Teachers’ AI Literacy and Agency in AI Integration: A Qualitative Study of Teachers in Delhi Private Schools
Source: Frontiers in Education
Author: Frontiers in Education
Original source: https://www.frontiersin.org/journals/education/articles/10.3389/feduc.2025.1651217/full#s8
Published: 2025-08-14
Source type: research
Private backup: the full article text is archived in the private repository at archives/articles/frontiersin-org-full.source.md. It is not published on the public Quartz site.
Summary
This qualitative study examines how 20 elementary and middle school teachers from two private schools in Delhi, India experience and incorporate AI into their teaching. Using semi-structured interviews and thematic analysis grounded in AI Literacy and Ecological Teacher Agency frameworks, the study finds that teachers are both optimistic and concerned. They use AI for administrative efficiency and pedagogical support, but worry about student over-dependence, weakened critical thinking, and ethical gaps. The study argues that AI integration reshapes teachers’ professional beliefs, identities, and agency, and that policy and professional learning should position teachers as active partners rather than passive recipients of top-down AI mandates.
Pull quotes
Contextually constructed beliefs
“Teachers’ beliefs about AI are contextually constructed and dynamically evolving rather than fixed dispositions.”
Agency and identity renegotiation
“Beyond surface-level tool adoption, AI integration fundamentally reshapes teachers’ professional beliefs and sense of agency, prompting ongoing renegotiation of their pedagogical identities and classroom authority.”
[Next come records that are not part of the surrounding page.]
//! Centralized tracker state with context passing pattern
//!
//! `TrackerState` bundles everything one page needs: the frame pipeline,
//! the rig pose it drives and the bone bindings for the loaded avatar.
//! Core types take explicit references; only the wasm bindings reach the
//! thread-local instance below.

use std::cell::RefCell;

use crate::config::TrackerConfig;
use crate::error::TrackerError;
use crate::frame::{FrameInput, PoseFrame};
use crate::pipeline::{FramePipeline, FrameTicket};
use crate::rig::{BoneBindings, BonePatterns, RigMapping, RigPose};

pub struct TrackerState {
    pub config: TrackerConfig,
    pub pipeline: FramePipeline,
    pub rig_mapping: RigMapping,
    /// Latest bone transforms for the renderer
    pub rig_pose: RigPose,
    /// Resolved once per loaded avatar
    pub bindings: Option<BoneBindings>,
    pub bone_patterns: BonePatterns,
}

impl TrackerState {
    pub fn new(config: TrackerConfig) -> Self {
        Self {
            config,
            pipeline: FramePipeline::new(&config),
            rig_mapping: config.rig,
            rig_pose: RigPose::rest_pose(),
            bindings: None,
            bone_patterns: BonePatterns::default(),
        }
    }

    /// Process one frame and fold the result into the rig pose
    pub fn handle_frame(&mut self, input: &FrameInput) -> Option<PoseFrame> {
        let frame = self.pipeline.process_frame(input)?;
        self.rig_pose = self.rig_pose.with_frame(&frame, &self.rig_mapping);
        Some(frame)
    }

    /// Finish an asynchronous detection started with `begin_frame`
    pub fn complete_frame(
        &mut self,
        ticket: FrameTicket,
        result: Result<FrameInput, TrackerError>,
    ) -> Option<PoseFrame> {
        let frame = self.pipeline.complete_frame(ticket, result)?;
        self.rig_pose = self.rig_pose.with_frame(&frame, &self.rig_mapping);
        Some(frame)
    }

    /// Bind rig bones to the nodes of a newly loaded avatar
    pub fn load_avatar<S: AsRef<str>>(&mut self, node_names: &[S]) -> &BoneBindings {
        let bindings = BoneBindings::resolve(node_names, &self.bone_patterns);
        self.rig_pose = RigPose::rest_pose();
        self.bindings.insert(bindings)
    }
}

// Global state access, thin wrapper for WASM bindings only
thread_local! {
    static TRACKER_STATE: RefCell<Option<TrackerState>> = const { RefCell::new(None) };
}

/// Execute a closure with immutable access to TrackerState
///
/// Returns None if TrackerState is not initialized
pub fn with_tracker_state<F, R>(f: F) -> Option<R>
where
    F: FnOnce(&TrackerState) -> R,
{
    TRACKER_STATE.with(|state| {
        let borrowed = state.borrow();
        borrowed.as_ref().map(f)
    })
}

/// Execute a closure with mutable access to TrackerState
///
/// Returns None if TrackerState is not initialized
pub fn with_tracker_state_mut<F, R>(f: F) -> Option<R>
where
    F: FnOnce(&mut TrackerState) -> R,
{
    TRACKER_STATE.with(|state| {
        let mut borrowed = state.borrow_mut();
        borrowed.as_mut().map(f)
    })
}

/// Replace the global TrackerState
///
/// Called by init_tracker(); re-initializing drops observers and calibration
pub fn initialize_tracker_state(config: TrackerConfig) {
    TRACKER_STATE.with(|state| {
        *state.borrow_mut() = Some(TrackerState::new(config));
    });
}

#[cfg(test)]
mod tests {
    use super::*;
    use crate::estimator::tests::full_input;
    use crate::rig::RigBone;
    use wasm_bindgen_test::*;

    #[test]
    #[wasm_bindgen_test]
    fn test_uninitialized_state_is_none() {
        TRACKER_STATE.with(|s| *s.borrow_mut() = None);
        assert!(with_tracker_state(|_| ()).is_none());
    }

    #[test]
    #[wasm_bindgen_test]
    fn test_calibrated_frames_update_rig_pose() {
        let mut state = TrackerState::new(TrackerConfig::default());
        state.pipeline.start_calibration(0.0);

        let mut t = 0.0;
        while t <= 3000.0 {
            state.handle_frame(&full_input(t));
            t += 100.0;
        }
        assert!(state.rig_pose.changed.is_empty());

        // Tilt the head after calibration
        let mut input = full_input(3100.0);
        input.face_landmarks = Some(crate::estimator::head::tests::face_with(
            (0.5, 0.25),
            (0.47, 0.18),
            (0.53, 0.18),
        ));
        let frame = state.handle_frame(&input).unwrap();
        assert!(frame.head.pitch != 0.0);
        assert!(state.rig_pose.changed.contains(RigBone::Head));
    }

    #[test]
    #[wasm_bindgen_test]
    fn test_global_state_round_trip() {
        initialize_tracker_state(TrackerConfig::default());
        let bound = with_tracker_state_mut(|s| {
            s.load_avatar(&["Head_3", "Jaw"]).node(RigBone::Jaw)
        });
        assert_eq!(bound, Some(Some(1)));
        assert!(with_tracker_state(|s| s.bindings.is_some()).unwrap());
    }
}
//! Truncate-capture trigger management
//!
//! Truncation is only visible to capture through a per-relation
//! trigger, so every replicated (permanent) table needs one attached.
//! The triggers are internal: never dumped, never replicated. That is
//! why the creation hook installs them even while replaying a remote
//! command or restoring a dump - nothing is queued for the trigger
//! itself, so there is no recursion.

use crate::engine::{
    DependencyKind, Persistence, RelationCatalog, RelationId, TriggerCatalog,
};
use crate::observability::Logger;

use super::errors::{CaptureError, CaptureResult};

/// Routine the truncate trigger invokes.
pub const TRUNCATE_CAPTURE_ROUTINE: &str = "repl.queue_truncate";

/// Name of the installed trigger.
pub const TRUNCATE_TRIGGER_NAME: &str = "truncate_capture";

/// Installs the truncate-capture trigger on a table, idempotently.
///
/// Trigger creation records a normal dependency on the capture routine,
/// which would make dropping the replication extension fail as long as
/// any table carries the trigger. What we want instead is for the
/// trigger to go away silently with either the extension or its table,
/// so the single auto-created edge is rewired into an automatic one and
/// the trigger is recorded as an extension member. Finding any other
/// number of edges than one means catalog version skew; that aborts.
pub fn install_truncate_trigger<E: RelationCatalog + TriggerCatalog>(
    engine: &E,
    relation: RelationId,
) -> CaptureResult<()> {
    for trigger in engine.triggers(relation) {
        if trigger.on_truncate && trigger.routine == TRUNCATE_CAPTURE_ROUTINE {
            return Ok(());
        }
    }

    let trigger = engine.create_truncate_trigger(
        relation,
        TRUNCATE_TRIGGER_NAME,
        TRUNCATE_CAPTURE_ROUTINE,
    )?;

    let found = engine.delete_trigger_dependencies(
        trigger,
        TRUNCATE_CAPTURE_ROUTINE,
        DependencyKind::Normal,
    );
    if found != 1 {
        return Err(CaptureError::DependencyInvariant {
            routine: TRUNCATE_CAPTURE_ROUTINE.to_string(),
            found,
        });
    }
    engine.record_trigger_dependency(trigger, TRUNCATE_CAPTURE_ROUTINE, DependencyKind::Automatic);
    engine.record_extension_member(trigger);

    Logger::trace(
        "TRUNCATE_TRIGGER_INSTALLED",
        &[("relation", &relation.value().to_string())],
    );
    Ok(())
}

/// Creation hook: attaches the truncate-capture trigger to every newly
/// created permanent table. Temporary and unlogged tables are never
/// replicated and are skipped.
pub fn on_table_created<E: RelationCatalog + TriggerCatalog>(
    engine: &E,
    relation: RelationId,
) -> CaptureResult<()> {
    let meta = engine.relation(relation).ok_or_else(|| {
        crate::engine::EngineError::UnknownRelation(format!("#{}", relation.value()))
    })?;
    if meta.persistence != Persistence::Permanent {
        return Ok(());
    }
    install_truncate_trigger(engine, relation)
}
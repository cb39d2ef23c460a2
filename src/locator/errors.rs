//! Tuple locator errors
//!
//! Transient contention (in-flight writers, concurrent updates) is
//! never an error; the locator retries internally. What surfaces here
//! is misuse or metadata the key builder cannot work with.

use crate::engine::EngineError;
use thiserror::Error;

/// Result type for locator operations
pub type LocatorResult<T> = Result<T, LocatorError>;

/// Locator errors
#[derive(Debug, Clone, Error)]
pub enum LocatorError {
    #[error("could not look up equality operator for column {column} of {relation}")]
    NoEqualityOperator { relation: String, column: String },

    #[error("index {index} is an expression index and cannot take a scan key")]
    ExpressionIndex { index: String },

    #[error("index {index} references column position {position} beyond relation {relation}")]
    BadIndexColumn {
        relation: String,
        index: String,
        position: usize,
    },

    #[error("scan key over index {index} contains NULL and can never match a row")]
    KeyContainsNull { index: String },

    #[error(transparent)]
    Engine(#[from] EngineError),
}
Partners, not passive recipients
“policymakers must prioritize collaborative frameworks that position teachers as partners in AI integration design rather than passive recipients of top-down mandates.”
Big ideas
- Schools should start with learning values before choosing AI tools
- District AI work is a long-term redesign project
- Students need to check AI answers against real evidence
- AI tools should be judged by the work they will actually do
- AI literacy has to be taught inside real subjects
Claims
- AI literacy takes system capacity, not just tool access
- AI adoption in schools is mostly a people-change problem
- AI literacy should teach students what to do with AI, not just what to think about it
- AI can undermine learning when students use it without guidance
Key evidence and examples
- Participants were 20 elementary and middle school teachers from two private schools in Delhi’s National Capital Region.
- The study used semi-structured interviews and thematic analysis grounded in AI Literacy and Ecological Teacher Agency frameworks.
- Teachers used AI for reports, documentation, summaries, correspondence, progress documents, content generation, and instructional design.
- Findings emphasize uneven AI literacy: growing technical competence but weaker critical evaluation and ethical application.
Education relevance
High for teacher professional learning, AI literacy frameworks, implementation policy, teacher agency, Global South education contexts, and the difference between tool access and meaningful pedagogical integration.
Durability note
The sample is context-specific to Delhi private schools, but the teacher-agency frame is durable for comparing AI implementation across settings.